Review by David Jenkins @daveyjenkins

Directed by

Jacques Audiard

Starring

Claudine Vinasithamby Jesuthasan Antonythasan Kalieaswari Srinivasan

Anticipation.

Jacques Audiard follows up Rust and Bone with something a little different.

Enjoyment.

And it’s great, until it’s not great.

In Retrospect.

Reasons to believe his next one could be great.

Jacques Audiard returns with a hard-hitting immigration drama about a Sri Lankan Tamil warrior.

There’s an amazing trick shot early on in Jacques Audiard’s surprise Palme d’Or winner Dheepan where our eponymous hero (Jesuthasan Antonythasan), having managed to flee from Sri Lanka (where he was engaged as a foot soldier in the Tamil Tigers) to France, begins a new life selling novelty trinkets from a suitcase.

All we see is flashing blue and red lights on a blanket of deep black, and it looks for a moment as if an aeroplane is landing at night. In terms of continuity, it would seem a wholly logical image. But it’s actually the LEDs from plastic rabbit ears worn by a trio of vendors who go on to hector diners in a restaurant. This brand of high style is an Audiard trademark, but this new film mutes his kneejerk recourse to visual flash to make way for a more serious and timely exploration of the immigrant experience.

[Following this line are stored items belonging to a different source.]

//! Maps a chaincode language tag to the parameters needed to build and run
//! it: the in-container build command/env, the launcher's entrypoint args,
//! and where built artifacts must be mounted. A closed set of three
//! languages rather than a pluggable registry -- see DESIGN.md.

pub struct BuildSpec {
    pub cmd: Vec<String>,
    pub env: Vec<(String, String)>,
}

pub fn is_supported(language_tag: &str) -> bool {
    matches!(language_tag.to_uppercase().as_str(), "GOLANG" | "JAVA" | "NODE")
}

pub fn build_spec(language_tag: &str, path: &str) -> BuildSpec {
    match language_tag.to_uppercase().as_str() {
        "GOLANG" => BuildSpec {
            cmd: vec![
                "sh".to_string(),
                "-c".to_string(),
                format!(
                    "cd /chaincode/input/src/{path} && go build -o /chaincode/output/chaincode ."
                ),
            ],
            env: vec![("GO111MODULE".to_string(), "on".to_string())],
        },
        "JAVA" => BuildSpec {
            cmd: vec![
                "sh".to_string(),
                "-c".to_string(),
                "cd /chaincode/input/src && ./gradlew installDist -x test \
                 && cp -r build/install/* /chaincode/output/"
                    .to_string(),
            ],
            env: vec![],
        },
        "NODE" => BuildSpec {
            cmd: vec![
                "sh".to_string(),
                "-c".to_string(),
                "cd /chaincode/input/src && npm install --production \
                 && cp -r . /chaincode/output/"
                    .to_string(),
            ],
            env: vec![],
        },
        _ => BuildSpec {
            cmd: vec!["true".to_string()],
            env: vec![],
        },
    }
}

pub fn run_args(language_tag: &str, peer_address: &str) -> Vec<String> {
    match language_tag.to_uppercase().as_str() {
        "JAVA" => vec![
            "sh".to_string(),
            "-c".to_string(),
            format!("./start --peer.address {peer_address}"),
        ],
        _ => vec![
            "chaincode".to_string(),
            "-peer.address".to_string(),
            peer_address.to_string(),
        ],
    }
}

pub fn mount_dir(language_tag: &str) -> &'static str {
    match language_tag.to_uppercase().as_str() {
        "GOLANG" => "/usr/local/bin",
        "JAVA" => "/root/chaincode-java/chaincode",
        "NODE" => "/usr/local/src",
        _ => "/usr/local/bin",
    }
}

#[cfg(test)]
mod tests {
    use super::*;

    #[test]
    fn recognizes_supported_platforms_case_insensitively() {
        assert!(is_supported("golang"));
        assert!(is_supported("Golang"));
        assert!(is_supported("JAVA"));
        assert!(is_supported("node"));
    }

    #[test]
    fn rejects_unknown_platform() {
        assert!(!is_supported("rust"));
    }

    #[test]
    fn mount_dir_falls_back_to_usr_local_bin() {
        assert_eq!(mount_dir("rust"), "/usr/local/bin");
        assert_eq!(mount_dir("node"), "/usr/local/src");
    }

    #[test]
    fn run_args_fallback_matches_go_shape() {
        let args = run_args("rust", "peer0:7052");
        assert_eq!(args, vec!["chaincode", "-peer.address", "peer0:7052"]);
    }
}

Dheepan is, for most of its runtime, a satisfyingly even-handed and non-judgmental story of culture shock. It’s not an overtly political film, though Audiard makes it easy to place his characters and their actions against the backdrop of contemporary events. For the most part, it sets its stall as being remarkably pro-immigration, offering reason after reason why healthy Western economies should do their utmost to help people from politically volatile locales. But is offering aid enough? What’s the point in amassing funds when there’s no-one to help with that daunting task of leaping across the cultural and political chasm? Self-empowerment is one thing, but are we really aware of all the obstacles that lay in the way of those escaping violence and persecution?

Alongside his fake wife Illayaal (Kalieaswari Srinivasan) and fake daughter Yalini (Claudine Vinasithamby), hastily assembled to fit the profiles of a stack of passports whose owners have no further use for them (i.e. their corpses are likely fuel for a large bonfire), the ill-matched trio are placed in a grubby suburban housing tenement which plays host to regular bouts of gang-related gunplay.

At one point, a line is painted between two tenements as the territorial pissings of goons with too much spare time begin to stink up the place. Yet they all get on with the tasks at hand, “husband” taking on the role of caretaker, “mother” the role of social carer and “daughter” as inquisitive schoolgirl. There’s a bracing honesty to the way Audiard presents his characters as earning the trust of the local community as they work tirelessly to improve lives; more interesting, though, is the strained and confusing relationships between the two phoney lovers.

A nervous tension arises around how long Audiard can keep all this good work up, how long he’s going to be able to rein in his grandiose tendencies. Yet, as prior experience might have hinted, things go majorly downhill in its botched final act. Minor key observation gives way to hulking plot-twists and blood-sprayed shoot-outs, which gives us a chance to see Dheepan’s old self emerge once more, torturing, maiming and killing as he did when part of a rebel militia. This doesn’t merely bring a cumbersome tonal shift, but undoes a lot of the highly nuanced and enlightened political discourse from earlier on. Almost.

Published 6 Apr 2016

Tags: French Cinema Jacques Audiard

Anticipation.

Jacques Audiard follows up Rust and Bone with something a little different.

Enjoyment.

And it’s great, until it’s not great.

In Retrospect.

Reasons to believe his next one could be great.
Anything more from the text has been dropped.